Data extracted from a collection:
[Start of section]

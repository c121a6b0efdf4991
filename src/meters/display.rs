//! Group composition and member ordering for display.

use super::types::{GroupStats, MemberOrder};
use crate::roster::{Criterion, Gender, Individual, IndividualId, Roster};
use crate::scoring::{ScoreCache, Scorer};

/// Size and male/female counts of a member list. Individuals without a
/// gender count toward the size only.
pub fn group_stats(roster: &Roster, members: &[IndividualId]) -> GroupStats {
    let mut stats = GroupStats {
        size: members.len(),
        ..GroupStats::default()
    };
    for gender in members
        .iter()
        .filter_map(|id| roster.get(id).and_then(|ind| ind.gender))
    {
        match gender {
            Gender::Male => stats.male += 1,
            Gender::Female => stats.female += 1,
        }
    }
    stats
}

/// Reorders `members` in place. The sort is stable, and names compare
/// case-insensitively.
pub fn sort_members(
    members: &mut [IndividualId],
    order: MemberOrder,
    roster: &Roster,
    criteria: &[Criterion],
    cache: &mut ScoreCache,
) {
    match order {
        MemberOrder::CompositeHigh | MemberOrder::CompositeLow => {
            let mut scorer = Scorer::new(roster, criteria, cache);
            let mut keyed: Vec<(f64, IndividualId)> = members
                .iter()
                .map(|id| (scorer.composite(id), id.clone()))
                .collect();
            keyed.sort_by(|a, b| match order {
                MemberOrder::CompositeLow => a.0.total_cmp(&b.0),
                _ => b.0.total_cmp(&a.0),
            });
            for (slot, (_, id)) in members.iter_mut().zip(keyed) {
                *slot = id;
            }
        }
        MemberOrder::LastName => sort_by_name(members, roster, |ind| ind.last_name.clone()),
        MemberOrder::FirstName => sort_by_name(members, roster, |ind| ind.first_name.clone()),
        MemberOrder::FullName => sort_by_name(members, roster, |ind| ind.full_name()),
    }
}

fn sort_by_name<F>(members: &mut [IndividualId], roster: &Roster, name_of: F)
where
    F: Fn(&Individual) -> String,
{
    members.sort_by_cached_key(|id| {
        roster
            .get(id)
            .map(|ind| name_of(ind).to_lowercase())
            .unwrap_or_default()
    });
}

[End of section]
[Start of section]

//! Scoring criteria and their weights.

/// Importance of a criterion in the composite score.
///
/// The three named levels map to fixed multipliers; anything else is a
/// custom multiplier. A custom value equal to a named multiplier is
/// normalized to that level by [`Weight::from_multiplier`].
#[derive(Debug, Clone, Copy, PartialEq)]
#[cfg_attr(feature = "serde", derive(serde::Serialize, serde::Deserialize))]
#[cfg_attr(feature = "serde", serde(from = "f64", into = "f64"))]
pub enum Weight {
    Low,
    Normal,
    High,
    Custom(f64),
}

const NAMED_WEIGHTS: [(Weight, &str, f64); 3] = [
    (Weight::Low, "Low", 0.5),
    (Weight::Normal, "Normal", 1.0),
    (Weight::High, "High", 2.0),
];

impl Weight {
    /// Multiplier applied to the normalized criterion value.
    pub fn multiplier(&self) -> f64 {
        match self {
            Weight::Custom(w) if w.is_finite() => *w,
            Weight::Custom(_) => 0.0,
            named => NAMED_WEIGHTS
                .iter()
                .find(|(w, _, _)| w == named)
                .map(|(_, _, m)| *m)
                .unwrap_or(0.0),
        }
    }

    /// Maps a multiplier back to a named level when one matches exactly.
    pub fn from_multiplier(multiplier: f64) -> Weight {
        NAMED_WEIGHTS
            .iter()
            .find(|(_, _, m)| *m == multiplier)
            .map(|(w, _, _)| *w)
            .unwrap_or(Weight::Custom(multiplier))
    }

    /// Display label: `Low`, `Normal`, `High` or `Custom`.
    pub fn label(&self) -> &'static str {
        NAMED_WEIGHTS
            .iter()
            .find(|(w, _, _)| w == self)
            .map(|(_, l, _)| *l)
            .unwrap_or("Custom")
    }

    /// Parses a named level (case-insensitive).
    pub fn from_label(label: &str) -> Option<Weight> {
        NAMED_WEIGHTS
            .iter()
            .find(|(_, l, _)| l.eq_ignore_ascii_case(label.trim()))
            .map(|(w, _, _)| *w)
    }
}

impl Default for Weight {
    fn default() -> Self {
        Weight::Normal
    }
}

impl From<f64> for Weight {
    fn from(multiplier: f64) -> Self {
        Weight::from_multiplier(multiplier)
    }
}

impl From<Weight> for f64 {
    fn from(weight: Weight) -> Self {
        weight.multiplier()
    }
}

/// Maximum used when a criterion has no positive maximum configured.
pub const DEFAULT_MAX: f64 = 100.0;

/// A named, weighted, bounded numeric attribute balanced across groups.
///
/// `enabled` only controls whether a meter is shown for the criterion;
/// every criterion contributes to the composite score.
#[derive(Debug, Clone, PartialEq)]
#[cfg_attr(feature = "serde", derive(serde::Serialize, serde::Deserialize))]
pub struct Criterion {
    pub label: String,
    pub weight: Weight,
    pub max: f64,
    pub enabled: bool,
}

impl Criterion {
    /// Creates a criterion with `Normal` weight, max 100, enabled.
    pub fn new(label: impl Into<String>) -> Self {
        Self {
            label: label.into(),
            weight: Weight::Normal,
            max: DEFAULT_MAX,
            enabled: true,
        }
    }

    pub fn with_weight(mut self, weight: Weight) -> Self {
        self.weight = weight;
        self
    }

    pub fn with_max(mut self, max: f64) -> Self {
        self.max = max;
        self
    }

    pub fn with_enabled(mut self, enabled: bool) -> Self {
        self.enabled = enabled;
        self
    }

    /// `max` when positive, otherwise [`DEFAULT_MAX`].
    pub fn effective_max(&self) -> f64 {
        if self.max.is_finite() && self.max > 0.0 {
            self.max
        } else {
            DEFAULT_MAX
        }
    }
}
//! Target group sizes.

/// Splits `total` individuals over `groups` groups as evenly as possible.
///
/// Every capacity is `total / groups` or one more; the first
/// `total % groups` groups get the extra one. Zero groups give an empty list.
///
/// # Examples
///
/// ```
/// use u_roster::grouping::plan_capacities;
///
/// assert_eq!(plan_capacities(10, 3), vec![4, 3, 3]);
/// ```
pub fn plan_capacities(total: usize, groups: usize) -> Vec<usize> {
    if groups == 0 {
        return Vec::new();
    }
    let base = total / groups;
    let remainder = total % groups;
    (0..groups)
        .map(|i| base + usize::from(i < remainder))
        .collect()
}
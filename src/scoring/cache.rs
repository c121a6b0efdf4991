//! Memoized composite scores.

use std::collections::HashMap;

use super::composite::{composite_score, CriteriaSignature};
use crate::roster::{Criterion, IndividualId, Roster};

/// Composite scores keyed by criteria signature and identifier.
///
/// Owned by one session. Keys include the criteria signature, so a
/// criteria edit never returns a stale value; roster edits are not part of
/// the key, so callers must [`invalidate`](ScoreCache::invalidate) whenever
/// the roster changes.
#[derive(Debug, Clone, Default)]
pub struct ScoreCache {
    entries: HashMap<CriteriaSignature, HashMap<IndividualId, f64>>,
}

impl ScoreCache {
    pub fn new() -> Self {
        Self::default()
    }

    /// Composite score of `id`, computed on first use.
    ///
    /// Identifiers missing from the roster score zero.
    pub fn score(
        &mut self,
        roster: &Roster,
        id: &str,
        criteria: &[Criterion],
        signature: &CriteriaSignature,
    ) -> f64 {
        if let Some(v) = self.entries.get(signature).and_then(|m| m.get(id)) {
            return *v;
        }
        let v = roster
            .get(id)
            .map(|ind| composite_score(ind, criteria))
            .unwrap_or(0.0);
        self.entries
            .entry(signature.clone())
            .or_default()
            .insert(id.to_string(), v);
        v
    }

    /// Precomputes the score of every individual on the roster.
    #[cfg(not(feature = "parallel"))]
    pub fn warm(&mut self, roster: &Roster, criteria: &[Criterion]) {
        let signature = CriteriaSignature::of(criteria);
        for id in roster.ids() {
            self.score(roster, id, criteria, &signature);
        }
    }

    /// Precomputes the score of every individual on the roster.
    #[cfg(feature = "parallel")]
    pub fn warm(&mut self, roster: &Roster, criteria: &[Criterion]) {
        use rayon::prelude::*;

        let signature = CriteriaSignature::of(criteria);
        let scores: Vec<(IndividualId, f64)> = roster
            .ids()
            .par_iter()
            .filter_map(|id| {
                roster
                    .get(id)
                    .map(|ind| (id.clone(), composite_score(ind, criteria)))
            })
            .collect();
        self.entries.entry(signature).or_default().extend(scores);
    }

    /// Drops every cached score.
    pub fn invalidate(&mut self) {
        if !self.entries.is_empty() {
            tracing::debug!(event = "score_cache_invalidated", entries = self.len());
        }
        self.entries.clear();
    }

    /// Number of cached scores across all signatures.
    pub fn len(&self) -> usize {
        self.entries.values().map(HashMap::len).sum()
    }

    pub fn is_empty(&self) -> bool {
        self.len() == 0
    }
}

[End of section]
[Start of section]

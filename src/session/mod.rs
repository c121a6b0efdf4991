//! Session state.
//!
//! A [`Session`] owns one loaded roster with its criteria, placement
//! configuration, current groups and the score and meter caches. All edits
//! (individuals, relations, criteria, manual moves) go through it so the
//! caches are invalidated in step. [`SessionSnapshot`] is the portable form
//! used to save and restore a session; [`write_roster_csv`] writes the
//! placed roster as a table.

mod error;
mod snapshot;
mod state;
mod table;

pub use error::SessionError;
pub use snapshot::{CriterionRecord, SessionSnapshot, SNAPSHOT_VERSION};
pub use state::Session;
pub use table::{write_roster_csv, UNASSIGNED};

[End of section]

> **TASK TO COMPLETE**
Return a copy of each line in the entries that contains "feature".

> **RESULT**
#[cfg_attr(feature = "serde", derive(serde::Serialize, serde::Deserialize))]
#[cfg_attr(feature = "serde", serde(from = "f64", into = "f64"))]
#[cfg_attr(feature = "serde", derive(serde::Serialize, serde::Deserialize))]
    #[cfg(not(feature = "parallel"))]
    #[cfg(feature = "parallel")]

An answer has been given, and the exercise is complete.